Staunton, May 10 – Non-Russian students in the higher educational institutions of the Russian Federation have a long history of creating their own student groups to help their co-ethnics adapt to conditions outside their home republics, and most of them do just that and enjoy the support of university administrators.
Ethnic Russian students do not have a similar history, but in recent years, ever more of them are creating parallel organizations less to help students find their way than to promote interest in Russian identity. But some of them have had openly nationalist and even racist agendas and so many have received only cautious support or none at all from administrators.
This is not a topic that has attracted much attention, but now the Nazaccent site, which covers ethnic news in Russia, has run an article about how various higher educational institutions in Moscow have dealt with these Russian groups, with some actively supporting and others opposing them (nazaccent.ru/content/40526-spros-na-russkoe-studenchestvo-v-vuzah.html).

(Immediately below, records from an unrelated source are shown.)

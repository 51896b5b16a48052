//! Dispatch layer: route a request to the registered adapter for the
//! model's API, resolving the API key first.

use crate::error::{Error, Result};
use crate::providers::get_env_api_key;
use crate::registry::get_api_provider;
use crate::types::{
    Api, AssistantMessage, AssistantMessageEventStream, Context, Model, SimpleStreamOptions,
    StreamOptions,
};

/// Stream a completion with the full option surface.
///
/// Resolves the API key (options → environment per provider → provider
/// credential chain) and dispatches on `model.api`.
///
/// # Errors
///
/// `Error::UnknownApi` when no provider is registered for the model's API;
/// `Error::NoApiKey` when the provider needs a key and none was found.
pub fn stream(
    model: &Model,
    context: &Context,
    options: StreamOptions,
) -> Result<AssistantMessageEventStream> {
    let provider = get_api_provider(&model.api)
        .ok_or_else(|| Error::UnknownApi(model.api.to_string()))?;

    let resolved = StreamOptions {
        api_key: resolve_api_key(model, options.api_key)?,
        ..options
    };

    (provider.stream)(model, context, resolved)
}

/// Stream a completion with the reduced option surface; the adapter maps
/// the reasoning level into provider-specific options.
pub fn stream_simple(
    model: &Model,
    context: &Context,
    options: SimpleStreamOptions,
) -> Result<AssistantMessageEventStream> {
    let provider = get_api_provider(&model.api)
        .ok_or_else(|| Error::UnknownApi(model.api.to_string()))?;

    let resolved = SimpleStreamOptions {
        api_key: resolve_api_key(model, options.api_key)?,
        ..options
    };

    (provider.stream_simple)(model, context, resolved)
}

/// Stream and await the final message.
pub async fn complete(
    model: &Model,
    context: &Context,
    options: StreamOptions,
) -> Result<AssistantMessage> {
    stream(model, context, options)?.result().await
}

/// `stream_simple` and await the final message.
pub async fn complete_simple(
    model: &Model,
    context: &Context,
    options: SimpleStreamOptions,
) -> Result<AssistantMessage> {
    stream_simple(model, context, options)?.result().await
}

fn resolve_api_key(model: &Model, from_options: Option<String>) -> Result<Option<String>> {
    let api_key = from_options.or_else(|| get_env_api_key(&model.provider));

    if api_key.is_none() && requires_api_key(&model.api) {
        return Err(Error::NoApiKey(model.provider.to_string()));
    }

    Ok(api_key)
}

/// Backends whose credentials are resolved out-of-band (AWS chain, ADC,
/// OAuth file) construct streams without a key in options. Custom APIs are
/// given the benefit of the doubt.
fn requires_api_key(api: &Api) -> bool {
    !matches!(
        api,
        Api::GoogleVertex | Api::BedrockConverseStream | Api::GoogleGeminiCli | Api::Custom(_)
    )
}

#[cfg(test)]
mod tests {
    use super::*;
    use crate::types::{InputType, KnownProvider, Message, ModelCost, Provider};
    use serial_test::serial;
    use tokio::time::{timeout, Duration};

    fn openai_test_model(base_url: &str) -> Model {
        Model {
            id: "gpt-4o-mini".to_string(),
            name: "GPT-4o Mini".to_string(),
            api: Api::OpenAICompletions,
            provider: Provider::Known(KnownProvider::OpenAI),
            base_url: base_url.to_string(),
            reasoning: false,
            input: vec![InputType::Text],
            cost: ModelCost::ZERO,
            context_window: 128_000,
            max_tokens: 16_384,
            headers: None,
            compat: None,
        }
    }

    fn simple_context() -> Context {
        Context {
            system_prompt: None,
            messages: vec![Message::user("Hello")],
            tools: None,
        }
    }

    #[tokio::test]
    #[serial]
    async fn stream_requires_api_key_for_openai() {
        std::env::remove_var("OPENAI_API_KEY");
        let model = openai_test_model("http://127.0.0.1:1");

        let result = stream(&model, &simple_context(), StreamOptions::default());
        assert!(matches!(result, Err(Error::NoApiKey(_))));
    }

    #[tokio::test]
    #[serial]
    async fn unknown_api_fails_synchronously() {
        let mut model = openai_test_model("http://127.0.0.1:1");
        model.api = Api::Custom("not-registered".to_string());

        let result = stream(&model, &simple_context(), StreamOptions::default());
        assert!(matches!(result, Err(Error::UnknownApi(_))));
    }

    #[tokio::test]
    #[serial]
    async fn unreachable_endpoint_surfaces_as_error_event() {
        let model = openai_test_model("http://127.0.0.1:1");
        let options = StreamOptions {
            api_key: Some("test-key".to_string()),
            ..Default::default()
        };

        let stream = stream(&model, &simple_context(), options).expect("dispatch should succeed");
        let result = timeout(Duration::from_secs(5), stream.result())
            .await
            .expect("stream should finish quickly");

        assert!(result.is_err());
    }

    #[tokio::test]
    #[serial]
    async fn cancellation_latches_aborted_result() {
        let model = openai_test_model("http://127.0.0.1:1");
        let cancel = tokio_util::sync::CancellationToken::new();
        cancel.cancel();
        let options = StreamOptions {
            api_key: Some("test-key".to_string()),
            cancel: Some(cancel),
            ..Default::default()
        };

        let stream = stream(&model, &simple_context(), options).expect("dispatch should succeed");
        let result = timeout(Duration::from_secs(5), stream.result())
            .await
            .expect("stream should finish quickly");

        assert!(matches!(result, Err(Error::Aborted)));
    }

    #[test]
    #[serial]
    fn out_of_band_backends_skip_the_key_check() {
        assert!(!requires_api_key(&Api::GoogleVertex));
        assert!(!requires_api_key(&Api::BedrockConverseStream));
        assert!(!requires_api_key(&Api::GoogleGeminiCli));
        assert!(requires_api_key(&Api::AnthropicMessages));
        assert!(requires_api_key(&Api::OpenAIResponses));
    }
}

Tatyana Bernyukevich, a professor at the Moscow State Construction University who is an expert on these groups according to the portal, offers a comment that suggests both why these groups may be a problem and why university administrators are anything but enthusiastic about them.
She says that “there was a time when some of the guys from these ‘Russian societies’ talked about ‘the white race’ and other alarming things.” According to her, most were able to overcome such temptations. But “university administrations certainly are wary of such communities” as “there have been various tragic cases” involving foreigners.